Pordenone

Pordenone/Si discute sul futuro del Padiglione A del vecchio ospedale

“In attesa della completa attivazione del nuovo ospedale di Pordenone, per cui è stata prevista la conclusione dei lavori entro il 31 dicembre di quest’anno, resta al centro dell’attenzione il futuro del vecchio nosocomio, composto da sei padiglioni realizzati alla fine degli anni Sessanta. Nelle ultime settimane si è aperto il dibattito sull’opportunità di ripensare la prevista demolizione del padiglione A con la contestuale realizzazione di una struttura da 50 posti letto per le cure intermedie, lavori per i quali la Regione ha stanziato 11,5 milioni di euro”.
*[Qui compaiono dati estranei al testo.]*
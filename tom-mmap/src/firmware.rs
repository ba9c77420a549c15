//! Firmware capability used to query the memory map
//!
//! The acquirer never reaches for boot services directly. The UEFI image
//! passes in an implementation backed by the system table; tests pass in a
//! fake.

use crate::acquire::MemoryMapResult;
use crate::error::FirmwareStatus;

/// Outcome of one size-negotiated query
#[derive(Debug, Clone, Copy, PartialEq, Eq)]
pub enum MapQuery {
    /// The table was written into the buffer
    Filled(MemoryMapResult),
    /// The table did not fit; `required` is the firmware's size hint
    TooSmall { required: Option<usize> },
}

/// Source of memory map snapshots
pub trait MemoryMapFirmware {
    /// Write the current descriptor table into `buffer`.
    ///
    /// `buffer.len()` is the size hint. Any status other than success or
    /// "buffer too small" is returned as `Err` untouched.
    fn query_memory_map(&self, buffer: &mut [u8]) -> Result<MapQuery, FirmwareStatus>;
}

impl<F: MemoryMapFirmware + ?Sized> MemoryMapFirmware for &F {
    fn query_memory_map(&self, buffer: &mut [u8]) -> Result<MapQuery, FirmwareStatus> {
        (**self).query_memory_map(buffer)
    }
}
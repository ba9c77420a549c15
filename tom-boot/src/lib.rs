//! TomLoader UEFI Application
//!
//! This image:
//! 1. Queries the firmware memory map into a fixed buffer
//! 2. Renders it as a text report
//! 3. Writes the report to `\memmap` on its own boot volume

#![no_std]
#![deny(unsafe_op_in_unsafe_fn)]

pub mod config;
pub mod efi_file;
pub mod firmware;
//! # tom-mmap
//!
//! Memory map acquisition and reporting for the TomLoader UEFI image.
//!
//! - [`acquire`](acquire::acquire): one size-negotiated `GetMemoryMap` query
//!   into a caller-owned [`MemoryMapBuffer`]
//! - [`DescriptorTable`]: bounds-checked, stride-aware view over the result
//! - [`render`](report::render) / [`write_report`](report::write_report):
//!   deterministic text report, one line per descriptor
//!
//! Firmware access goes through the [`MemoryMapFirmware`] trait and output
//! through [`ReportSink`], so nothing here touches boot services directly.
//!
//! # no_std
//!
//! This crate is `#![no_std]` and allocation-free. Tests link `std` for
//! their fakes.

#![no_std]
#![deny(unsafe_op_in_unsafe_fn)]

#[cfg(test)]
extern crate std;

pub mod acquire;
pub mod buffer;
pub mod descriptor;
pub mod error;
pub mod firmware;
pub mod report;

#[cfg(test)]
mod testing;

pub use acquire::{acquire, MapKey, MemoryMapResult};
pub use buffer::MemoryMapBuffer;
pub use descriptor::{DescriptorTable, MemoryDescriptor, RegionType};
pub use error::{FirmwareStatus, MapError, ReportError, SinkFault, SinkWriteError};
pub use firmware::{MapQuery, MemoryMapFirmware};
pub use report::{render, write_report, ReportLine, ReportSink, REPORT_HEADER};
Lo riporta in una nota il capogruppo dei Cittadini in Consiglio regionale, Tiziano Centis, che in merito ha depositato un’interrogazione alla Giunta Fedriga.
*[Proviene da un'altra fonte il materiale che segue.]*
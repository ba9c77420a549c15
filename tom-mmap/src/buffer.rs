//! Caller-owned memory map storage

use core::marker::PhantomData;
use core::ptr;

/// Fixed-capacity byte region the firmware writes the descriptor table into
///
/// The buffer only borrows its storage; the caller keeps ownership for the
/// whole acquire/report cycle.
#[derive(Debug)]
pub struct MemoryMapBuffer<'a> {
    base: *mut u8,
    capacity: usize,
    _storage: PhantomData<&'a mut [u8]>,
}

impl<'a> MemoryMapBuffer<'a> {
    /// Wrap a byte slice.
    ///
    /// The firmware writes `u64` fields in place, so callers should hand in
    /// 8-byte aligned storage. Reads through [`DescriptorTable`] do not depend
    /// on alignment.
    ///
    /// [`DescriptorTable`]: crate::descriptor::DescriptorTable
    pub fn new(storage: &'a mut [u8]) -> Self {
        Self {
            base: storage.as_mut_ptr(),
            capacity: storage.len(),
            _storage: PhantomData,
        }
    }

    /// Wrap a raw region.
    ///
    /// A null `base` or zero `capacity` is accepted here and rejected by
    /// [`acquire`](crate::acquire::acquire).
    ///
    /// # Safety
    ///
    /// If `base` is non-null it must be valid for reads and writes of
    /// `capacity` bytes for `'a`, and nothing else may access the region
    /// during that time.
    pub unsafe fn from_raw_parts(base: *mut u8, capacity: usize) -> Self {
        Self {
            base,
            capacity,
            _storage: PhantomData,
        }
    }

    /// An empty buffer with a null base
    pub const fn null() -> Self {
        Self {
            base: ptr::null_mut(),
            capacity: 0,
            _storage: PhantomData,
        }
    }

    #[must_use]
    pub fn base_address(&self) -> usize {
        self.base as usize
    }

    #[must_use]
    pub const fn capacity(&self) -> usize {
        self.capacity
    }

    #[must_use]
    pub fn is_valid(&self) -> bool {
        !self.base.is_null() && self.capacity != 0
    }

    pub(crate) fn as_bytes(&self) -> Option<&[u8]> {
        if !self.is_valid() {
            return None;
        }
        // SAFETY: non-null and valid for `capacity` bytes, guaranteed by the
        // constructors
        Some(unsafe { core::slice::from_raw_parts(self.base, self.capacity) })
    }

    pub(crate) fn as_bytes_mut(&mut self) -> Option<&mut [u8]> {
        if !self.is_valid() {
            return None;
        }
        // SAFETY: as above, and `&mut self` makes the access exclusive
        Some(unsafe { core::slice::from_raw_parts_mut(self.base, self.capacity) })
    }
}

#[cfg(test)]
mod tests {
    use super::*;

    #[test]
    fn test_slice_buffer() {
        let mut storage = [0u8; 64];
        let addr = storage.as_ptr() as usize;
        let buffer = MemoryMapBuffer::new(&mut storage);
        assert!(buffer.is_valid());
        assert_eq!(buffer.capacity(), 64);
        assert_eq!(buffer.base_address(), addr);
        assert_eq!(buffer.as_bytes().map(<[u8]>::len), Some(64));
    }

    #[test]
    fn test_empty_and_null() {
        let mut storage = [0u8; 0];
        assert!(!MemoryMapBuffer::new(&mut storage).is_valid());

        let null = MemoryMapBuffer::null();
        assert!(!null.is_valid());
        assert!(null.as_bytes().is_none());

        // SAFETY: null base is never dereferenced
        let raw = unsafe { MemoryMapBuffer::from_raw_parts(ptr::null_mut(), 4096) };
        assert!(!raw.is_valid());
    }
}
“La decisione di demolire il padiglione A, per altro opera di pregio architettonico progettata dall’architetto pordenonese Nino Donadon – spiega Centis – non convince una significativa parte dell’opinione pubblica cittadina, che ha palesemente manifestato il desiderio di non abbattere tale edificio chiedendo, invece, una nuova valutazione delle sue future funzioni degli spazi”.

Il consigliere afferma che la proposta a suo tempo avanzata “sollecita una riflessione, in quanto non basta sviluppare un nuovo ambito da 50 posti per le cure intermedie.
La pandemia ci ha ulteriormente dimostrato come, in caso di emergenza, ci sia l’assoluta necessità di disporre in tempi rapidi di spazi ampi e flessibili, con entrate e uscite indipendenti.
E il padiglione A, strutturato su più piani, con tre lati perimetrali liberi per eventuali interventi, risponde pienamente a tali esigenze”.

“Per quanto riguarda il post acuzie (cure intermedie) – aggiunge Centis – si presentano in genere più fattori che non possono essere trattati allo stesso modo, per cui i 50 posti devono avere caratteristiche diverse (da qui la necessità di più spazi a cui il padiglione A risponde in maniera consona): spazio riabilitativo da tempi contenuti, propedeutico a un rientro in famiglia; spazio riabilitativo più lungo causa patologia; spazio di ospitalità in attesa che la famiglia si organizzi per accogliere il paziente, reduce da una malattia invalidante, per la quale l’abitazione e le persone vicine dovranno affrontare un nuovo status; spazio di attesa (che in alcuni casi può essere anche lungo) in vista di un successivo inserimento in abitazione protetta come case di riposo, di cura eccetera”.

“Alla Giunta – conclude l’esponente dei civici – oltre a una riflessione sul padiglione A per giungere a una sua riqualificazione e non alla sua demolizione, ho chiesto di sapere cosa prevede il cronoprogramma di tutti gli interventi sull’ospedale non ancora completati e se le somme già stanziate sono sufficienti a coprire l’intero intervento”.